他捏着鼻子,做出极其嫌恶的表情,夸张地扇了扇风。

“就你这副又脏又臭的鬼样子,比那茅坑里的石头还不如。白送给老子暖床,老子都嫌膈应。呸!”

谁也没料到,老五这后半句关于“暖床”的戏谑之言,像一道霹雳,瞬间劈中了跪在一旁的谢珩。

他猛地抬起头,眼中闪过一丝狂喜。

他几乎想也没想,手脚并用地飞快爬到老五的马前。

指着不远处那个瘫在血泊里还瑟瑟发抖的谢灵,声音因为激动和谄媚而拔得又高又尖:

“大王!您缺暖床的?有!有!大王您看,那是我亲妹妹,如花似玉。”

“只要大王不嫌弃,小人愿意把妹妹献给大王,求大王收留。”

他一边喊,一边砰砰砰地磕头。

老五被谢珩这突如其来的“献妹”弄得一愣。

他顺着谢珩的手指看向一身血污、狼狈不堪的谢灵,眉头立刻厌恶地皱了起来,张口就想骂:

“放你娘的狗屁!这血糊糊的……”

“五哥!”旁边一个一直盯着谢灵看的年轻匪徒,赶紧插嘴,语气带着点讨好和提醒。

“五哥,这女的长得是真不赖。”

“刚才咱冲出来时,她可不就是坐在那狗官的马上。
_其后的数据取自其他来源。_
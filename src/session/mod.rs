//! Interactive mask session for one image.
//!
//! The session keeps the uploaded image, the ordered prompt history and one
//! mask per prompt. The composite shown to the user is never patched in
//! place: every operation re-renders it from `(base, masks, prompts)`.

mod cache;
mod store;

pub use cache::MaskCache;
pub use store::{SessionHandle, SessionStore, StoreSettings};

use crate::error::{LocatorError, Result};
use crate::estimate::exif::{self, PhotoMetadata};
use crate::render::{self, OverlayStyle};
use crate::segmentation::selection::{self, ObjectKey};
use crate::segmentation::{ImageEmbedding, Mask, PointPrompt, PromptSegmenter};
use image::RgbImage;
use std::collections::BTreeMap;
use std::sync::Arc;

/// Image state after a successful upload
struct LoadedImage {
    base: RgbImage,
    embedding: ImageEmbedding,
    metadata: PhotoMetadata,
    prompts: Vec<PointPrompt>,
    masks: Vec<Mask>,
    /// Object each mask belongs to, paired with `masks`
    keys: Vec<ObjectKey>,
}

enum SessionState {
    NoImage,
    ImageLoaded(LoadedImage),
}

/// A decoded and primed image, not yet installed
pub struct PreparedUpload {
    base: RgbImage,
    embedding: ImageEmbedding,
    metadata: PhotoMetadata,
}

/// Result of `add_point`
#[derive(Debug, Clone)]
pub struct AddPointOutcome {
    pub composite: RgbImage,
    /// The mask appended for this prompt
    pub mask: Mask,
    /// One mask per object touched by this call
    pub objects: Vec<(ObjectKey, Mask)>,
}

pub struct MaskSession {
    segmenter: Arc<dyn PromptSegmenter>,
    style: OverlayStyle,
    cache: Option<MaskCache>,
    state: SessionState,
}

impl MaskSession {
    pub fn new(segmenter: Arc<dyn PromptSegmenter>, style: OverlayStyle) -> Self {
        Self {
            segmenter,
            style,
            cache: None,
            state: SessionState::NoImage,
        }
    }

    pub fn with_cache(mut self, cache: MaskCache) -> Self {
        self.cache = Some(cache);
        self
    }

    fn loaded(&self) -> Result<&LoadedImage> {
        match &self.state {
            SessionState::ImageLoaded(loaded) => Ok(loaded),
            SessionState::NoImage => Err(LocatorError::InvalidState("upload an image first")),
        }
    }

    fn loaded_mut(&mut self) -> Result<&mut LoadedImage> {
        match &mut self.state {
            SessionState::ImageLoaded(loaded) => Ok(loaded),
            SessionState::NoImage => Err(LocatorError::InvalidState("upload an image first")),
        }
    }

    pub fn prompts(&self) -> &[PointPrompt] {
        match &self.state {
            SessionState::ImageLoaded(loaded) => &loaded.prompts,
            SessionState::NoImage => &[],
        }
    }

    pub fn masks(&self) -> &[Mask] {
        match &self.state {
            SessionState::ImageLoaded(loaded) => &loaded.masks,
            SessionState::NoImage => &[],
        }
    }

    pub fn base_image(&self) -> Result<&RgbImage> {
        Ok(&self.loaded()?.base)
    }

    pub fn metadata(&self) -> Result<&PhotoMetadata> {
        Ok(&self.loaded()?.metadata)
    }

    /// Current segmentation: union of the newest mask of each object
    ///
    /// Older masks of an object are superseded by its refinements, so a
    /// background click shrinks the result. Empty when nothing was clicked.
    pub fn current_mask(&self) -> Result<Mask> {
        let loaded = self.loaded()?;
        let (width, height) = loaded.base.dimensions();
        let mut latest: BTreeMap<ObjectKey, &Mask> = BTreeMap::new();
        for (key, mask) in loaded.keys.iter().zip(&loaded.masks) {
            latest.insert(*key, mask);
        }
        Ok(latest
            .values()
            .fold(Mask::empty(width, height), |acc, m| acc.union(m)))
    }

    /// Decode and prime an image without touching the current state
    pub fn prepare_upload(&self, bytes: &[u8]) -> Result<PreparedUpload> {
        let base = render::decode_image(bytes)?;
        let metadata = exif::read_metadata(bytes);
        self.prepare_image(base, metadata)
    }

    pub fn prepare_image(&self, base: RgbImage, metadata: PhotoMetadata) -> Result<PreparedUpload> {
        let (width, height) = base.dimensions();
        if width == 0 || height == 0 {
            return Err(LocatorError::Decode("image has no pixels".to_string()));
        }

        tracing::info!("Priming {} on {}x{} image", self.segmenter.name(), width, height);
        let embedding = self
            .segmenter
            .prime(&base)
            .map_err(|e| LocatorError::collaborator("segmentation", e))?;

        Ok(PreparedUpload {
            base,
            embedding,
            metadata,
        })
    }

    /// Replace the image and reset the history; returns the base image
    pub fn install(&mut self, prepared: PreparedUpload) -> RgbImage {
        if let Some(cache) = &self.cache {
            if let Err(e) = cache.clear() {
                tracing::warn!("Failed to clear mask cache: {:#}", e);
            }
        }

        let composite = prepared.base.clone();
        self.state = SessionState::ImageLoaded(LoadedImage {
            base: prepared.base,
            embedding: prepared.embedding,
            metadata: prepared.metadata,
            prompts: Vec::new(),
            masks: Vec::new(),
            keys: Vec::new(),
        });
        composite
    }

    /// Decode, prime and install an uploaded byte stream
    pub fn upload(&mut self, bytes: &[u8]) -> Result<RgbImage> {
        let prepared = self.prepare_upload(bytes)?;
        Ok(self.install(prepared))
    }

    /// Append a prompt and its mask, then re-render
    ///
    /// Nothing is appended unless the mask was produced.
    pub fn add_point(&mut self, prompt: PointPrompt, multi_object: bool) -> Result<AddPointOutcome> {
        let loaded = self.loaded()?;
        let (width, height) = loaded.base.dimensions();
        if prompt.x >= width || prompt.y >= height {
            return Err(LocatorError::InvalidPrompt(format!(
                "({}, {}) is outside the {}x{} image",
                prompt.x, prompt.y, width, height
            )));
        }

        let index = loaded.prompts.len();
        let mut history = loaded.prompts.clone();
        history.push(prompt);

        let new_key = ObjectKey::of(&prompt, index, multi_object);
        let mut groups: BTreeMap<ObjectKey, Vec<usize>> = BTreeMap::new();
        for (i, p) in history.iter().enumerate() {
            let key = ObjectKey::of(p, i, multi_object);
            // Single-object mode only decodes the new prompt's object
            if multi_object || key == new_key {
                groups.entry(key).or_default().push(i);
            }
        }

        let decode: Vec<usize> = groups.values().flatten().copied().collect();
        let points: Vec<(u32, u32)> = decode.iter().map(|&i| (history[i].x, history[i].y)).collect();
        let labels: Vec<_> = decode.iter().map(|&i| history[i].label).collect();

        let candidates = self
            .segmenter
            .predict(&loaded.embedding, &points, &labels, true)
            .map_err(|e| LocatorError::collaborator("segmentation", e))?;
        if candidates.len() != points.len() {
            return Err(LocatorError::Collaborator {
                collaborator: "segmentation",
                message: format!("{} candidate lists for {} points", candidates.len(), points.len()),
            });
        }
        if let Some(found) = candidates
            .iter()
            .flatten()
            .map(|c| c.mask.dimensions())
            .find(|&dims| dims != (width, height))
        {
            return Err(LocatorError::Collaborator {
                collaborator: "segmentation",
                message: format!(
                    "{}x{} mask for a {}x{} image",
                    found.0, found.1, width, height
                ),
            });
        }

        let mut objects = Vec::with_capacity(groups.len());
        let mut offset = 0;
        for (key, members) in &groups {
            let span = offset..offset + members.len();
            offset += members.len();
            let mask = selection::object_mask(*key, width, height, &labels[span.clone()], &candidates[span]);
            objects.push((*key, mask));
        }

        let mask = objects
            .iter()
            .find(|(key, _)| *key == new_key)
            .map(|(_, mask)| mask.clone())
            .unwrap_or_else(|| Mask::empty(width, height));

        if let Some(cache) = &self.cache {
            if let Err(e) = cache.store(index, &mask) {
                tracing::warn!("Failed to cache mask {}: {:#}", index, e);
            }
        }

        let loaded = self.loaded_mut()?;
        loaded.prompts.push(prompt);
        loaded.masks.push(mask.clone());
        loaded.keys.push(new_key);
        tracing::debug!(
            "Added {:?} prompt at ({}, {}); {} prompts, {} masks",
            prompt.label,
            prompt.x,
            prompt.y,
            loaded.prompts.len(),
            loaded.masks.len()
        );

        Ok(AddPointOutcome {
            composite: self.composite()?,
            mask,
            objects,
        })
    }

    /// Remove the newest prompt and its mask, then re-render from scratch
    pub fn undo(&mut self) -> Result<RgbImage> {
        let loaded = self.loaded_mut()?;
        if loaded.prompts.is_empty() {
            return Err(LocatorError::EmptyHistory);
        }

        loaded.prompts.pop();
        loaded.masks.pop();
        loaded.keys.pop();
        let index = loaded.masks.len();

        if let Some(cache) = &self.cache {
            if let Err(e) = cache.remove(index) {
                tracing::warn!("Failed to drop cached mask {}: {:#}", index, e);
            }
        }

        self.composite()
    }

    /// Current composite: base image + masks in order + markers
    pub fn composite(&self) -> Result<RgbImage> {
        let loaded = self.loaded()?;
        Ok(render::compose(
            &loaded.base,
            &loaded.masks,
            &loaded.prompts,
            &self.style,
        ))
    }
}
”

“一看就是那狗官的姘头,这狗官挑女人的眼光,总不会太差吧?”

老五闻言,眼珠子转了转,重新打量起谢灵。

虽然现在一身血污看着腌臜,但仔细看那脸盘身段,似乎确实有点意思。

他“啧”了一声,伸手从旁边喽啰手里夺过一个水囊,下马走到谢灵身前。

拔掉塞子,二话不说,对着谢灵的脸就粗暴地浇了下去。

水流劈头盖脸地浇在谢灵头上、脸上,冲掉了大片血污。

她冻得尖叫起来,下意识地用手去挡。